■ EXERCISE OBJECTIVE ■
Return all records exactly. Nothing may be added.

*** SUPPLIED ENTRIES ***

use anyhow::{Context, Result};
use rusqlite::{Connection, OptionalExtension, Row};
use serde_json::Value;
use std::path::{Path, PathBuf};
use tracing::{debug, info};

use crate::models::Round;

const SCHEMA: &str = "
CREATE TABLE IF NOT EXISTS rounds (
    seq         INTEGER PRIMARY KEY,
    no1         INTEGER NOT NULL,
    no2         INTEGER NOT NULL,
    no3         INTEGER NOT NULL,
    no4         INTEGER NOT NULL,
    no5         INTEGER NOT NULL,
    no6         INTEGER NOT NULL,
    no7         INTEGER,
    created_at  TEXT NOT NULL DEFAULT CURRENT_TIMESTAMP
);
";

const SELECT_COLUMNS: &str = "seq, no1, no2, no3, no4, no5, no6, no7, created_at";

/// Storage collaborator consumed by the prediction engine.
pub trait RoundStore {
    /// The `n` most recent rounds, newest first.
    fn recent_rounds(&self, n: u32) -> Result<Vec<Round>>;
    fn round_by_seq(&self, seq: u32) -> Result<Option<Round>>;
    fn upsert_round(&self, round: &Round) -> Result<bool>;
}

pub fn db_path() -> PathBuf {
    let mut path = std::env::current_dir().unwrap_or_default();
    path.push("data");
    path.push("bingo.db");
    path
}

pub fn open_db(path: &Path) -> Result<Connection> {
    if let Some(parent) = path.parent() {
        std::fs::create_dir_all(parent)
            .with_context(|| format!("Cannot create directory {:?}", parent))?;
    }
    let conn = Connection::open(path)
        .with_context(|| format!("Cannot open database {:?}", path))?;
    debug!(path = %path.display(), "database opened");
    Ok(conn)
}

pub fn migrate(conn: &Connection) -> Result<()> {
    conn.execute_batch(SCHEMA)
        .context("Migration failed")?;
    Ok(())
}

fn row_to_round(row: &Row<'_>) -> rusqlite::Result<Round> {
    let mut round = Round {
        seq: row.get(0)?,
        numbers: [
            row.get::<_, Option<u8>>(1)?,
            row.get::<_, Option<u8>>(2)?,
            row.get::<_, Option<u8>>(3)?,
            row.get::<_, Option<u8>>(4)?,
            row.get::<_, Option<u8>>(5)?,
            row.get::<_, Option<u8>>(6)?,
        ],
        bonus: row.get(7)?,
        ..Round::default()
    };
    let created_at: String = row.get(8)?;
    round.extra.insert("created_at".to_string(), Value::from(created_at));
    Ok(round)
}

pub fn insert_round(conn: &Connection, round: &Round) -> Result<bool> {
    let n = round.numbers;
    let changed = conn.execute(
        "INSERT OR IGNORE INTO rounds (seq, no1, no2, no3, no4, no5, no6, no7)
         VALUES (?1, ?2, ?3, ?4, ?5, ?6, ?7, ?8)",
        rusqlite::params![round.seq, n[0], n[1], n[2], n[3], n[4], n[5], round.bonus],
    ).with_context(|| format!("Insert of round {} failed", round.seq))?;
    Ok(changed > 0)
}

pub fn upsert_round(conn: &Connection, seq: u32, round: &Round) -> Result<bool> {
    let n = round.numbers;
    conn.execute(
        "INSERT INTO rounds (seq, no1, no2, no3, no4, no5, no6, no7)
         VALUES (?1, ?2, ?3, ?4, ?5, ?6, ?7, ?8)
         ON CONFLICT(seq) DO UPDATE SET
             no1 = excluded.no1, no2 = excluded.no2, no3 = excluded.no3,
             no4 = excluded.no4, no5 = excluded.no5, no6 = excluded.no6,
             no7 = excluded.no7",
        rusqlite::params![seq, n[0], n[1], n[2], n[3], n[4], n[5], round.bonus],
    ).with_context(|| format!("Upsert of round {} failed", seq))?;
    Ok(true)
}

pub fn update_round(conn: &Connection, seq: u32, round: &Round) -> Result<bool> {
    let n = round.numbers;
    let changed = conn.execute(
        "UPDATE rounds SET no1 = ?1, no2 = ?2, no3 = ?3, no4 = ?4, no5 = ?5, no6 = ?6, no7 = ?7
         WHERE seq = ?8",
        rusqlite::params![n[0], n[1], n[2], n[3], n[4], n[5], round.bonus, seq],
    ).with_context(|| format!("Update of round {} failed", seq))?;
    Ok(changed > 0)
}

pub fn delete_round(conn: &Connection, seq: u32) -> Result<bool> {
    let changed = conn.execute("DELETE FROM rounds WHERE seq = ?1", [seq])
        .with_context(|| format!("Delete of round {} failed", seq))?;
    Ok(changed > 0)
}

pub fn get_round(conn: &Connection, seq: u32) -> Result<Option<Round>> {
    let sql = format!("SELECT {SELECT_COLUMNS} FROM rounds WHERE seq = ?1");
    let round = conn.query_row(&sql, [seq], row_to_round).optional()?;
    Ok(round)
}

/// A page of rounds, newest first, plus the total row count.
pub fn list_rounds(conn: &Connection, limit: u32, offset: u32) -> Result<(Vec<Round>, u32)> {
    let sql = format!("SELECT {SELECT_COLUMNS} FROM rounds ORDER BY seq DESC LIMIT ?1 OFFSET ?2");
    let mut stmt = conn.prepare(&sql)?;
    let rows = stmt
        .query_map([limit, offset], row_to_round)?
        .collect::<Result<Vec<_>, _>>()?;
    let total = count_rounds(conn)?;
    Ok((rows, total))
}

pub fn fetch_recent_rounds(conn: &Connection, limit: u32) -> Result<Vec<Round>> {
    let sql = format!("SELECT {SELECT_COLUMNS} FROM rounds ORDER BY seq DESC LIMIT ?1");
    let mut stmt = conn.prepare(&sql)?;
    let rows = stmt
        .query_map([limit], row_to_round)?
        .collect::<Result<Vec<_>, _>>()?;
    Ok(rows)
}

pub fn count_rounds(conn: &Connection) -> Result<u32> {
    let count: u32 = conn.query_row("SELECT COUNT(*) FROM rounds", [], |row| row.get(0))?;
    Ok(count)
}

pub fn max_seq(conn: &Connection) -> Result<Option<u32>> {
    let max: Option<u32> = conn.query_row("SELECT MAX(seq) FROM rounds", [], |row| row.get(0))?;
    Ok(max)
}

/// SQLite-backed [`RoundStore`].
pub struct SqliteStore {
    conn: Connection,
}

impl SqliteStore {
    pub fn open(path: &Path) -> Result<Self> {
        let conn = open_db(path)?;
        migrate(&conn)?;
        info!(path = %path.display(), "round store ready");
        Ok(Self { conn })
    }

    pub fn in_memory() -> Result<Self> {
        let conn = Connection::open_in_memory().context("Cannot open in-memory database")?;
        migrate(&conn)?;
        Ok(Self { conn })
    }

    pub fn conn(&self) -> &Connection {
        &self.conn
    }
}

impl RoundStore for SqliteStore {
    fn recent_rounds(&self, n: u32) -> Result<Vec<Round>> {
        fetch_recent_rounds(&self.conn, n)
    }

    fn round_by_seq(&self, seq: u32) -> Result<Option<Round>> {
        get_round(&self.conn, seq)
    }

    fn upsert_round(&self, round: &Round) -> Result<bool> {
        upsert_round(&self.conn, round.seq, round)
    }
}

*** End of SUPPLIED ENTRIES ***

■ RESPONSE BELOW ■
use anyhow::{Context, Result};
use rusqlite::{Connection, OptionalExtension, Row};
use serde_json::Value;
use std::path::{Path, PathBuf};
use tracing::{debug, info};

use crate::models::Round;

const SCHEMA: &str = "
CREATE TABLE IF NOT EXISTS rounds (
    seq         INTEGER PRIMARY KEY,
    no1         INTEGER NOT NULL,
    no2         INTEGER NOT NULL,
    no3         INTEGER NOT NULL,
    no4         INTEGER NOT NULL,
    no5         INTEGER NOT NULL,
    no6         INTEGER NOT NULL,
    no7         INTEGER,
    created_at  TEXT NOT NULL DEFAULT CURRENT_TIMESTAMP
);
";

const SELECT_COLUMNS: &str = "seq, no1, no2, no3, no4, no5, no6, no7, created_at";

/// Storage collaborator consumed by the prediction engine.
pub trait RoundStore {
    /// The `n` most recent rounds, newest first.
    fn recent_rounds(&self, n: u32) -> Result<Vec<Round>>;
    fn round_by_seq(&self, seq: u32) -> Result<Option<Round>>;
    fn upsert_round(&self, round: &Round) -> Result<bool>;
}

pub fn db_path() -> PathBuf {
    let mut path = std::env::current_dir().unwrap_or_default();
    path.push("data");
    path.push("bingo.db");
    path
}

pub fn open_db(path: &Path) -> Result<Connection> {
    if let Some(parent) = path.parent() {
        std::fs::create_dir_all(parent)
            .with_context(|| format!("Cannot create directory {:?}", parent))?;
    }
    let conn = Connection::open(path)
        .with_context(|| format!("Cannot open database {:?}", path))?;
    debug!(path = %path.display(), "database opened");
    Ok(conn)
}

pub fn migrate(conn: &Connection) -> Result<()> {
    conn.execute_batch(SCHEMA)
        .context("Migration failed")?;
    Ok(())
}

fn row_to_round(row: &Row<'_>) -> rusqlite::Result<Round> {
    let mut round = Round {
        seq: row.get(0)?,
        numbers: [
            row.get::<_, Option<u8>>(1)?,
            row.get::<_, Option<u8>>(2)?,
            row.get::<_, Option<u8>>(3)?,
            row.get::<_, Option<u8>>(4)?,
            row.get::<_, Option<u8>>(5)?,
            row.get::<_, Option<u8>>(6)?,
        ],
        bonus: row.get(7)?,
        ..Round::default()
    };
    let created_at: String = row.get(8)?;
    round.extra.insert("created_at".to_string(), Value::from(created_at));
    Ok(round)
}

pub fn insert_round(conn: &Connection, round: &Round) -> Result<bool> {
    let n = round.numbers;
    let changed = conn.execute(
        "INSERT OR IGNORE INTO rounds (seq, no1, no2, no3, no4, no5, no6, no7)
         VALUES (?1, ?2, ?3, ?4, ?5, ?6, ?7, ?8)",
        rusqlite::params![round.seq, n[0], n[1], n[2], n[3], n[4], n[5], round.bonus],
    ).with_context(|| format!("Insert of round {} failed", round.seq))?;
    Ok(changed > 0)
}

pub fn upsert_round(conn: &Connection, seq: u32, round: &Round) -> Result<bool> {
    let n = round.numbers;
    conn.execute(
        "INSERT INTO rounds (seq, no1, no2, no3, no4, no5, no6, no7)
         VALUES (?1, ?2, ?3, ?4, ?5, ?6, ?7, ?8)
         ON CONFLICT(seq) DO UPDATE SET
             no1 = excluded.no1, no2 = excluded.no2, no3 = excluded.no3,
             no4 = excluded.no4, no5 = excluded.no5, no6 = excluded.no6,
             no7 = excluded.no7",
        rusqlite::params![seq, n[0], n[1], n[2], n[3], n[4], n[5], round.bonus],
    ).with_context(|| format!("Upsert of round {} failed", seq))?;
    Ok(true)
}

pub fn update_round(conn: &Connection, seq: u32, round: &Round) -> Result<bool> {
    let n = round.numbers;
    let changed = conn.execute(
        "UPDATE rounds SET no1 = ?1, no2 = ?2, no3 = ?3, no4 = ?4, no5 = ?5, no6 = ?6, no7 = ?7
         WHERE seq = ?8",
        rusqlite::params![n[0], n[1], n[2], n[3], n[4], n[5], round.bonus, seq],
    ).with_context(|| format!("Update of round {} failed", seq))?;
    Ok(changed > 0)
}

pub fn delete_round(conn: &Connection, seq: u32) -> Result<bool> {
    let changed = conn.execute("DELETE FROM rounds WHERE seq = ?1", [seq])
        .with_context(|| format!("Delete of round {} failed", seq))?;
    Ok(changed > 0)
}

pub fn get_round(conn: &Connection, seq: u32) -> Result<Option<Round>> {
    let sql = format!("SELECT {SELECT_COLUMNS} FROM rounds WHERE seq = ?1");
    let round = conn.query_row(&sql, [seq], row_to_round).optional()?;
    Ok(round)
}

/// A page of rounds, newest first, plus the total row count.
pub fn list_rounds(conn: &Connection, limit: u32, offset: u32) -> Result<(Vec<Round>, u32)> {
    let sql = format!("SELECT {SELECT_COLUMNS} FROM rounds ORDER BY seq DESC LIMIT ?1 OFFSET ?2");
    let mut stmt = conn.prepare(&sql)?;
    let rows = stmt
        .query_map([limit, offset], row_to_round)?
        .collect::<Result<Vec<_>, _>>()?;
    let total = count_rounds(conn)?;
    Ok((rows, total))
}

pub fn fetch_recent_rounds(conn: &Connection, limit: u32) -> Result<Vec<Round>> {
    let sql = format!("SELECT {SELECT_COLUMNS} FROM rounds ORDER BY seq DESC LIMIT ?1");
    let mut stmt = conn.prepare(&sql)?;
    let rows = stmt
        .query_map([limit], row_to_round)?
        .collect::<Result<Vec<_>, _>>()?;
    Ok(rows)
}

pub fn count_rounds(conn: &Connection) -> Result<u32> {
    let count: u32 = conn.query_row("SELECT COUNT(*) FROM rounds", [], |row| row.get(0))?;
    Ok(count)
}

pub fn max_seq(conn: &Connection) -> Result<Option<u32>> {
    let max: Option<u32> = conn.query_row("SELECT MAX(seq) FROM rounds", [], |row| row.get(0))?;
    Ok(max)
}

/// SQLite-backed [`RoundStore`].
pub struct SqliteStore {
    conn: Connection,
}

impl SqliteStore {
    pub fn open(path: &Path) -> Result<Self> {
        let conn = open_db(path)?;
        migrate(&conn)?;
        info!(path = %path.display(), "round store ready");
        Ok(Self { conn })
    }

    pub fn in_memory() -> Result<Self> {
        let conn = Connection::open_in_memory().context("Cannot open in-memory database")?;
        migrate(&conn)?;
        Ok(Self { conn })
    }

    pub fn conn(&self) -> &Connection {
        &self.conn
    }
}

impl RoundStore for SqliteStore {
    fn recent_rounds(&self, n: u32) -> Result<Vec<Round>> {
        fetch_recent_rounds(&self.conn, n)
    }

    fn round_by_seq(&self, seq: u32) -> Result<Option<Round>> {
        get_round(&self.conn, seq)
    }

    fn upsert_round(&self, round: &Round) -> Result<bool> {
        upsert_round(&self.conn, round.seq, round)
    }
}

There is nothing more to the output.